Dans la cathédrale de Sens, le plein cintre vient se mêler à l'ogive, comme dans le choeur de la cathédrale de Canterbury. C'est encore là une influence de l'école bourguignonne.
Les constructions achevées en 1168 avaient dû s'arrêter à la seconde travée de l'entrée de la nef. Les parties les plus anciennes de la façade ne remontent pas plus loin que les dernières années du XIIe siècle; il ne reste, de cette époque, que les deux portes centrale et nord et la tour nord tronquée. À l'intérieur et à l'extérieur, sur ce point, c'est un mélange incompréhensible de constructions reprises pendant les XIIIe, XIVe et XVIe siècles.
Ce qui reste des vitraux du commencement du XIIIe siècle et du XVIe, dans la cathédrale de Sens, est fort remarquable (voy. VITRAIL).

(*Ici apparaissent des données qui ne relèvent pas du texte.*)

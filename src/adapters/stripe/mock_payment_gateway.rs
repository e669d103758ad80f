//! Mock payment gateway for testing.
//!
//! Provides a configurable implementation of `PaymentGateway` for unit and
//! integration tests. Supports:
//! - A provider-side subscription store
//! - Error injection per method
//! - Call tracking
//! - Real webhook signatures, so authenticity checks are exercised

use std::collections::HashMap;
use std::sync::{Arc, Mutex};

use async_trait::async_trait;
use secrecy::SecretString;

use crate::domain::foundation::Timestamp;
use crate::domain::subscription::{ProviderEvent, WebhookError};
use crate::ports::{
    CheckoutSession, CreateCheckoutRequest, Customer, GatewayError, ModifySubscriptionRequest,
    PaymentGateway, ProviderSubscription,
};

use super::webhook_types::{signature_header, verify_signature};

/// Signing secret used by `MockPaymentGateway::sign`.
pub const MOCK_WEBHOOK_SECRET: &str = "whsec_mock_secret";

/// Mock payment gateway for testing.
///
/// # Example
///
/// ```ignore
/// let mock = MockPaymentGateway::new();
/// mock.add_subscription(MockPaymentGateway::active_subscription("sub_1", "price_basic"));
/// mock.set_method_error("modify_subscription", GatewayError::timeout("slow"));
///
/// let header = mock.sign(&payload);
/// let event = mock.verify_webhook(payload.as_bytes(), &header).await?;
/// ```
#[derive(Clone)]
pub struct MockPaymentGateway {
    inner: Arc<Mutex<MockState>>,
    webhook_secret: SecretString,
}

#[derive(Default)]
struct MockState {
    /// Customers by email.
    customers: HashMap<String, Customer>,

    /// Provider subscriptions by id.
    subscriptions: HashMap<String, ProviderSubscription>,

    /// Specific errors by method name, returned on every call until cleared.
    method_errors: HashMap<String, GatewayError>,

    /// Track method calls for assertions.
    call_log: Vec<MethodCall>,

    /// Checkout requests as received.
    checkout_requests: Vec<CreateCheckoutRequest>,

    next_id: u32,
}

impl MockState {
    fn next_id(&mut self, prefix: &str) -> String {
        self.next_id += 1;
        format!("{}_mock_{}", prefix, self.next_id)
    }
}

/// Recorded method call for assertions.
#[derive(Debug, Clone, PartialEq, Eq)]
pub struct MethodCall {
    pub method: String,
    pub args: Vec<String>,
}

impl Default for MockPaymentGateway {
    fn default() -> Self {
        Self {
            inner: Arc::default(),
            webhook_secret: SecretString::new(MOCK_WEBHOOK_SECRET.to_string()),
        }
    }
}

impl MockPaymentGateway {
    pub fn new() -> Self {
        Self::default()
    }

    /// An active subscription with one item on `price_id`, renewing in thirty days.
    pub fn active_subscription(id: &str, price_id: &str) -> ProviderSubscription {
        ProviderSubscription {
            id: id.to_string(),
            status: "active".to_string(),
            current_period_end: Timestamp::from_datetime(
                chrono::Utc::now() + chrono::Duration::days(30),
            ),
            item_id: Some(format!("si_{}", id)),
            price_id: Some(price_id.to_string()),
            metadata: HashMap::new(),
        }
    }

    // ════════════════════════════════════════════════════════════════════════════
    // Configuration Methods
    // ════════════════════════════════════════════════════════════════════════════

    /// Add a subscription to the provider-side store.
    pub fn add_subscription(&self, subscription: ProviderSubscription) {
        let id = subscription.id.clone();
        self.inner
            .lock()
            .unwrap()
            .subscriptions
            .insert(id, subscription);
    }

    /// Provider-side view of a subscription.
    pub fn subscription(&self, id: &str) -> Option<ProviderSubscription> {
        self.inner.lock().unwrap().subscriptions.get(id).cloned()
    }

    /// Set an error for a specific method.
    pub fn set_method_error(&self, method: &str, error: GatewayError) {
        self.inner
            .lock()
            .unwrap()
            .method_errors
            .insert(method.to_string(), error);
    }

    /// Clear all configured errors.
    pub fn clear_errors(&self) {
        self.inner.lock().unwrap().method_errors.clear();
    }

    /// Sign a payload the way Stripe does, timestamped now.
    pub fn sign(&self, payload: &str) -> String {
        signature_header(
            &self.webhook_secret,
            chrono::Utc::now().timestamp(),
            payload.as_bytes(),
        )
        .unwrap_or_default()
    }

    // ════════════════════════════════════════════════════════════════════════════
    // Call Tracking
    // ════════════════════════════════════════════════════════════════════════════

    /// Get all recorded method calls.
    pub fn calls(&self) -> Vec<MethodCall> {
        self.inner.lock().unwrap().call_log.clone()
    }

    /// Check if a method was called.
    pub fn was_called(&self, method: &str) -> bool {
        self.call_count(method) > 0
    }

    /// Number of calls to a method.
    pub fn call_count(&self, method: &str) -> usize {
        self.inner
            .lock()
            .unwrap()
            .call_log
            .iter()
            .filter(|c| c.method == method)
            .count()
    }

    /// Every checkout request received.
    pub fn checkout_requests(&self) -> Vec<CreateCheckoutRequest> {
        self.inner.lock().unwrap().checkout_requests.clone()
    }

    /// Record the call and return the configured error for it, if any.
    fn record_call(&self, method: &str, args: Vec<String>) -> Result<(), GatewayError> {
        let mut state = self.inner.lock().unwrap();
        state.call_log.push(MethodCall {
            method: method.to_string(),
            args,
        });
        match state.method_errors.get(method) {
            Some(error) => Err(error.clone()),
            None => Ok(()),
        }
    }
}

#[async_trait]
impl PaymentGateway for MockPaymentGateway {
    async fn find_or_create_customer(
        &self,
        email: &str,
        name: &str,
    ) -> Result<Customer, GatewayError> {
        self.record_call(
            "find_or_create_customer",
            vec![email.to_string(), name.to_string()],
        )?;

        let mut state = self.inner.lock().unwrap();
        if let Some(customer) = state.customers.get(email) {
            return Ok(customer.clone());
        }

        let customer = Customer {
            id: state.next_id("cus"),
            email: Some(email.to_string()),
        };
        state.customers.insert(email.to_string(), customer.clone());
        Ok(customer)
    }

    async fn retrieve_subscription(
        &self,
        subscription_id: &str,
    ) -> Result<ProviderSubscription, GatewayError> {
        self.record_call("retrieve_subscription", vec![subscription_id.to_string()])?;

        self.subscription(subscription_id)
            .ok_or_else(|| GatewayError::not_found("Subscription"))
    }

    async fn modify_subscription(
        &self,
        request: ModifySubscriptionRequest,
    ) -> Result<ProviderSubscription, GatewayError> {
        self.record_call(
            "modify_subscription",
            vec![
                request.subscription_id.clone(),
                request.new_price_id.clone(),
                request.idempotency_key.clone(),
            ],
        )?;

        let mut state = self.inner.lock().unwrap();
        let sub = state
            .subscriptions
            .get_mut(&request.subscription_id)
            .ok_or_else(|| GatewayError::not_found("Subscription"))?;

        if sub.item_id.as_deref() != Some(request.item_id.as_str()) {
            return Err(GatewayError::invalid_request(format!(
                "No such subscription item: {}",
                request.item_id
            )));
        }

        sub.price_id = Some(request.new_price_id);
        Ok(sub.clone())
    }

    async fn cancel_subscription(
        &self,
        subscription_id: &str,
        idempotency_key: &str,
    ) -> Result<ProviderSubscription, GatewayError> {
        self.record_call(
            "cancel_subscription",
            vec![subscription_id.to_string(), idempotency_key.to_string()],
        )?;

        let mut state = self.inner.lock().unwrap();
        let sub = state
            .subscriptions
            .get_mut(subscription_id)
            .ok_or_else(|| GatewayError::not_found("Subscription"))?;
        sub.status = "canceled".to_string();
        Ok(sub.clone())
    }

    async fn create_checkout_session(
        &self,
        request: CreateCheckoutRequest,
    ) -> Result<CheckoutSession, GatewayError> {
        self.record_call(
            "create_checkout_session",
            vec![request.customer_id.clone(), request.price_id.clone()],
        )?;

        let mut state = self.inner.lock().unwrap();
        let id = state.next_id("cs");
        state.checkout_requests.push(request);

        Ok(CheckoutSession {
            url: format!("https://checkout.stripe.com/c/pay/{}", id),
            id,
        })
    }

    async fn verify_webhook(
        &self,
        payload: &[u8],
        signature: &str,
    ) -> Result<ProviderEvent, WebhookError> {
        self.record_call("verify_webhook", vec![signature.to_string()])
            .map_err(|e| WebhookError::Database(e.to_string()))?;

        verify_signature(
            &self.webhook_secret,
            payload,
            signature,
            chrono::Utc::now().timestamp(),
        )?;

        serde_json::from_slice(payload)
            .map_err(|e| WebhookError::ParseError(format!("Invalid JSON: {}", e)))
    }
}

Saint-Étienne de Sens est une cathédrale à part, comme plan et comme style d'architecture; contemporaine de la cathédrale de Noyon, elle n'en a pas la finesse et l'élégance. On y trouve, malgré l'adoption du nouveau système d'architecture, l'ampleur des constructions romanes, bourguignonnes et de Langres, comme un dernier reflet de l'antiquité romaine. Ce qui caractérise la cathédrale sénonaise, c'est surtout l'unique chapelle absidale et les deux absidioles des transsepts. Quoique Sens et Langres dépendissent de la Champagne, ces deux églises appartiennent bien moins à cette province qu'à la Bourgogne, comme disposition et style d'architecture.
Nous en trouvons la preuve dans les substructions de la cathédrale d'Auxerre. La cathédrale d'Auxerre, rebâtie après un incendie par l'évêque Hugues, vers 1030, possédait un sanctuaire circulaire avec bas-côtés et chapelle unique dans l'axe; la crypte de cette église, encore existante aujourd'hui, est, sous ce point de vue, du plus grand intérêt. Nous en donnons ici le plan (32)[249], dépouillé des contreforts extérieurs ajoutés au XIIIe siècle. En comparant ce plan de crypte avec le plan du choeur et du chevet de la cathédrale de Langres, et surtout avec celui de la cathédrale de Sens, il est facile de reconnaître le degré de parenté intime qui lie ces trois édifices, construits à des époques fort différentes; et on peut conclure, nous le croyons, de cet examen, que les diocèses d'Autun, de Langres, d'Auxerre et de Sens, possédaient, depuis le XIe siècle, certaines dispositions de plan qui leur étaient particulières, et qui furent adoptées dans la partie orientale de la cathédrale de Canterbury.